Para sobreviver, Temer aposta na ‘retomada’ da economia. Mas… que retomada?
Acossado por escândalos de corrupção, Temer quer se manter com base na economia, que patina.
Foto: Tânia Rêgo/Agência Brasil

Tiago Pereira
Da RBA

Com a popularidade em baixíssimos níveis, o governo de Michel Temer aposta em parcos sinais de recuperação da economia, que apontariam para a superação do atual quadro de recessão, para assim se manter no poder. No mercado financeiro, o cenário é de aparente euforia, com a Bolsa de Valores de São Paulo (Bovespa), registrando sucessivos recordes nesta semana. Apenas na quinta-feira (14), já sob impacto da nova denúncia apresentada contra o presidente, o índice fechou com leve queda.

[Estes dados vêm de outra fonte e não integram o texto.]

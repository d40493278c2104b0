use axum::extract::{Path, Query, State};
use axum::http::StatusCode;
use axum::Json;
use serde::{Deserialize, Serialize};

use crate::error::AppError;
use crate::state::AppState;
use coach_core::{
    block::{BlockId, BlockPatch},
    config::Config,
    draft::DraftUpdate,
    error::PersistenceError,
    payload::RecordId,
    types::{BlockKind, Category, SaveMode, Step},
    view::WizardView,
    wizard::Wizard,
    CoachError,
};

// ---------------------------------------------------------------------------
// Response / request types
// ---------------------------------------------------------------------------

/// A wizard view tagged with the session it belongs to.
#[derive(Debug, Serialize)]
pub struct SessionView {
    pub session: String,
    #[serde(flatten)]
    pub view: WizardView,
}

#[derive(Debug, Default, Deserialize)]
pub struct OpenParams {
    pub category: Option<String>,
    pub resume: Option<String>,
    pub step: Option<String>,
}

#[derive(Deserialize)]
pub struct TagBody {
    pub tag: String,
}

#[derive(Deserialize)]
pub struct AddBlockBody {
    #[serde(rename = "type")]
    pub kind: BlockKind,
    #[serde(default)]
    pub content: Option<String>,
}

#[derive(Deserialize)]
pub struct MoveBlockBody {
    pub index: usize,
}

#[derive(Deserialize)]
#[serde(rename_all = "camelCase")]
pub struct AssignDayBody {
    pub block_id: String,
}

#[derive(Deserialize)]
pub struct HeaderPreviewBody {
    pub url: String,
}

fn view_of(app: &AppState, id: &str) -> Result<Json<SessionView>, AppError> {
    let view = app.with_wizard(id, |w| Ok(WizardView::of(w)))?;
    Ok(Json(SessionView {
        session: id.to_string(),
        view,
    }))
}

/// Apply `f` to the session's wizard and return the resulting view.
fn mutate(
    app: &AppState,
    id: &str,
    f: impl FnOnce(&mut Wizard) -> coach_core::Result<()>,
) -> Result<Json<SessionView>, AppError> {
    let view = app.with_wizard(id, |w| {
        f(w)?;
        Ok(WizardView::of(w))
    })?;
    Ok(Json(SessionView {
        session: id.to_string(),
        view,
    }))
}

// ---------------------------------------------------------------------------
// Sessions
// ---------------------------------------------------------------------------

/// POST /api/wizards?category=&resume=&step=: open a wizard session.
pub async fn open_wizard(
    State(app): State<AppState>,
    Query(params): Query<OpenParams>,
) -> Result<(StatusCode, Json<SessionView>), AppError> {
    let category = params
        .category
        .as_deref()
        .map(str::parse::<Category>)
        .transpose()?;
    let step = params.step.as_deref().map(str::parse::<Step>).transpose()?;
    let resume = params.resume.as_deref().map(RecordId::parse).transpose()?;

    let root = app.root.clone();
    let gateway = app.gateway.clone();
    let wizard = tokio::task::spawn_blocking(move || {
        let config = Config::load(&root)?;
        Ok::<_, CoachError>(Wizard::open(
            gateway.as_ref(),
            resume.as_ref(),
            step,
            category,
            config.authoring,
        ))
    })
    .await
    .map_err(|e| AppError(anyhow::anyhow!("task join error: {e}")))??;

    let view = WizardView::of(&wizard);
    let session = app.insert(wizard)?;
    tracing::info!(%session, step = %view.step, "wizard opened");
    Ok((StatusCode::CREATED, Json(SessionView { session, view })))
}

/// GET /api/wizards: every open session.
pub async fn list_wizards(
    State(app): State<AppState>,
) -> Result<Json<Vec<SessionView>>, AppError> {
    let views = app.snapshot(|id, w| SessionView {
        session: id.to_string(),
        view: WizardView::of(w),
    })?;
    Ok(Json(views))
}

/// GET /api/wizards/{id}
pub async fn get_wizard(
    State(app): State<AppState>,
    Path(id): Path<String>,
) -> Result<Json<SessionView>, AppError> {
    view_of(&app, &id)
}

/// DELETE /api/wizards/{id}: discard the session; stored records stay.
pub async fn delete_wizard(
    State(app): State<AppState>,
    Path(id): Path<String>,
) -> Result<StatusCode, AppError> {
    app.remove(&id)?;
    tracing::info!(session = %id, "wizard discarded");
    Ok(StatusCode::NO_CONTENT)
}

// ---------------------------------------------------------------------------
// Draft metadata
// ---------------------------------------------------------------------------

/// PATCH /api/wizards/{id}/draft: set title, description, category or
/// header image.
pub async fn update_draft(
    State(app): State<AppState>,
    Path(id): Path<String>,
    Json(body): Json<DraftUpdate>,
) -> Result<Json<SessionView>, AppError> {
    mutate(&app, &id, |w| {
        for field in body.into_fields() {
            w.set_field(field)?;
        }
        Ok(())
    })
}

/// POST /api/wizards/{id}/tags: toggle one tag.
pub async fn toggle_tag(
    State(app): State<AppState>,
    Path(id): Path<String>,
    Json(body): Json<TagBody>,
) -> Result<Json<serde_json::Value>, AppError> {
    let (action, view) = app.with_wizard(&id, |w| {
        let action = w.toggle_tag(&body.tag)?;
        Ok((action, WizardView::of(w)))
    })?;
    Ok(Json(serde_json::json!({
        "action": action,
        "wizard": SessionView { session: id, view },
    })))
}

/// POST /api/wizards/{id}/header/preview
pub async fn preview_header(
    State(app): State<AppState>,
    Path(id): Path<String>,
    Json(body): Json<HeaderPreviewBody>,
) -> Result<Json<SessionView>, AppError> {
    let url = body.url.trim().to_string();
    if url.is_empty() {
        return Err(AppError::bad_request("header image url is empty"));
    }
    mutate(&app, &id, |w| w.preview_header_image(url))
}

/// POST /api/wizards/{id}/header/confirm
pub async fn confirm_header(
    State(app): State<AppState>,
    Path(id): Path<String>,
) -> Result<Json<SessionView>, AppError> {
    mutate(&app, &id, |w| w.confirm_header_image().map(|_| ()))
}

/// POST /api/wizards/{id}/header/discard
pub async fn discard_header(
    State(app): State<AppState>,
    Path(id): Path<String>,
) -> Result<Json<SessionView>, AppError> {
    mutate(&app, &id, |w| w.discard_header_preview().map(|_| ()))
}

// ---------------------------------------------------------------------------
// Blocks
// ---------------------------------------------------------------------------

/// POST /api/wizards/{id}/blocks: append a block.
pub async fn add_block(
    State(app): State<AppState>,
    Path(id): Path<String>,
    Json(body): Json<AddBlockBody>,
) -> Result<(StatusCode, Json<serde_json::Value>), AppError> {
    let (block, view) = app.with_wizard(&id, |w| {
        let block = w.add_block(body.kind)?;
        if let Some(content) = body.content {
            w.update_block(&block, &BlockPatch::content(content))?;
        }
        Ok((block, WizardView::of(w)))
    })?;
    Ok((
        StatusCode::CREATED,
        Json(serde_json::json!({
            "block": block,
            "wizard": SessionView { session: id, view },
        })),
    ))
}

/// PATCH /api/wizards/{id}/blocks/{block}: edit content, items or image.
pub async fn update_block(
    State(app): State<AppState>,
    Path((id, block)): Path<(String, String)>,
    Json(patch): Json<BlockPatch>,
) -> Result<Json<serde_json::Value>, AppError> {
    let block = BlockId::from(block);
    let (ignored, view) = app.with_wizard(&id, |w| {
        let ignored = w.update_block(&block, &patch)?;
        Ok((ignored, WizardView::of(w)))
    })?;
    Ok(Json(serde_json::json!({
        "ignored": ignored,
        "wizard": SessionView { session: id, view },
    })))
}

/// DELETE /api/wizards/{id}/blocks/{block}
pub async fn remove_block(
    State(app): State<AppState>,
    Path((id, block)): Path<(String, String)>,
) -> Result<Json<SessionView>, AppError> {
    let block = BlockId::from(block);
    mutate(&app, &id, |w| {
        w.remove_block(&block)?
            .map(|_| ())
            .ok_or_else(|| CoachError::BlockNotFound(block.to_string()))
    })
}

/// PUT /api/wizards/{id}/blocks/{block}/position: move to a 0-based index.
pub async fn move_block(
    State(app): State<AppState>,
    Path((id, block)): Path<(String, String)>,
    Json(body): Json<MoveBlockBody>,
) -> Result<Json<SessionView>, AppError> {
    let block = BlockId::from(block);
    mutate(&app, &id, |w| {
        if w.reorder_block(&block, body.index)? {
            Ok(())
        } else {
            Err(CoachError::BlockNotFound(block.to_string()))
        }
    })
}

// ---------------------------------------------------------------------------
// Calendar
// ---------------------------------------------------------------------------

/// POST /api/wizards/{id}/days/{day}: schedule a block on a day.
pub async fn assign_day(
    State(app): State<AppState>,
    Path((id, day)): Path<(String, u32)>,
    Json(body): Json<AssignDayBody>,
) -> Result<Json<SessionView>, AppError> {
    let block = BlockId::from(body.block_id);
    mutate(&app, &id, |w| w.assign_day(day, &block))
}

/// DELETE /api/wizards/{id}/days/{day}: clear a day.
pub async fn clear_day(
    State(app): State<AppState>,
    Path((id, day)): Path<(String, u32)>,
) -> Result<Json<SessionView>, AppError> {
    mutate(&app, &id, |w| w.clear_day(day).map(|_| ()))
}

/// DELETE /api/wizards/{id}/days/{day}/{block}
pub async fn unassign_day(
    State(app): State<AppState>,
    Path((id, day, block)): Path<(String, u32, String)>,
) -> Result<Json<SessionView>, AppError> {
    let block = BlockId::from(block);
    mutate(&app, &id, |w| {
        if w.unassign_day(day, &block)? {
            Ok(())
        } else {
            Err(CoachError::BlockNotFound(block.to_string()))
        }
    })
}

// ---------------------------------------------------------------------------
// Navigation
// ---------------------------------------------------------------------------

/// POST /api/wizards/{id}/next
pub async fn next(
    State(app): State<AppState>,
    Path(id): Path<String>,
) -> Result<Json<SessionView>, AppError> {
    mutate(&app, &id, |w| w.next().map(|_| ()))
}

/// POST /api/wizards/{id}/previous
pub async fn previous(
    State(app): State<AppState>,
    Path(id): Path<String>,
) -> Result<Json<SessionView>, AppError> {
    mutate(&app, &id, |w| w.previous().map(|_| ()))
}

/// POST /api/wizards/{id}/start-new: leave `success` for a fresh draft.
pub async fn start_new(
    State(app): State<AppState>,
    Path(id): Path<String>,
) -> Result<Json<SessionView>, AppError> {
    mutate(&app, &id, |w| w.start_new())
}

/// POST /api/wizards/{id}/notice/dismiss
pub async fn dismiss_notice(
    State(app): State<AppState>,
    Path(id): Path<String>,
) -> Result<Json<SessionView>, AppError> {
    mutate(&app, &id, |w| {
        w.dismiss_notice();
        Ok(())
    })
}

// ---------------------------------------------------------------------------
// Save / publish
// ---------------------------------------------------------------------------

/// POST /api/wizards/{id}/save-draft
pub async fn save_draft(
    State(app): State<AppState>,
    Path(id): Path<String>,
) -> Result<Json<serde_json::Value>, AppError> {
    save(app, id, SaveMode::Draft).await
}

/// POST /api/wizards/{id}/publish
pub async fn publish(
    State(app): State<AppState>,
    Path(id): Path<String>,
) -> Result<Json<serde_json::Value>, AppError> {
    save(app, id, SaveMode::Publish).await
}

/// The session lock is released while the gateway call runs; a second save
/// arriving meanwhile is refused by the wizard's in-flight guard.
async fn save(
    app: AppState,
    id: String,
    mode: SaveMode,
) -> Result<Json<serde_json::Value>, AppError> {
    let request = app.with_wizard(&id, |w| w.begin_save(mode))?;

    let gateway = app.gateway.clone();
    let outcome = tokio::task::spawn_blocking(move || request.send(gateway.as_ref()))
        .await
        .unwrap_or_else(|e| Err(PersistenceError::Storage(format!("task join error: {e}"))));

    let (record, view) = app.with_wizard(&id, |w| {
        let record = w.finish_save(outcome)?;
        Ok((record, WizardView::of(w)))
    })?;
    Ok(Json(serde_json::json!({
        "record": record,
        "wizard": SessionView { session: id, view },
    })))
}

A elevação de 0,2% no PIB no segundo trimestre, em relação aos três meses anteriores, a queda na inflação e a redução da taxa de juros são alardeadas pela equipe econômica, bem como a leve queda no desemprego, como conquistas do atual governo, a ponto de a candidatura do ministro da Fazenda, Henrique Meirelles, à presidência ter sido anunciada pelo seu partido, o PSD.

Contudo, os números comemorados pelo mercado e pelo governo parecem distantes do dia a dia das pessoas e tendem a se chocar com a realidade. Outros indicadores apresentados por economistas ouvidos pela RBA apontam para um longo caminho até uma retomada sustentável da economia, e confirmam que o atual projeto de desenvolvimento é concentrador e excludente, o que explica a comemoração por parte de alguns segmentos.

Para a coordenadora de Pesquisas e Tecnologia do Dieese, Patrícia Pelatieri, após uma sequência de quedas desde o final de 2014, a alta no PIB se relaciona com “fatores não recorrentes”, como a a liberação das contas inativas do FGTS, que impactaram positivamente no consumo das famílias no último trimestre, mas tendem a não se repetir nos próximos períodos, o que impossibilita falar em uma retomada consistente.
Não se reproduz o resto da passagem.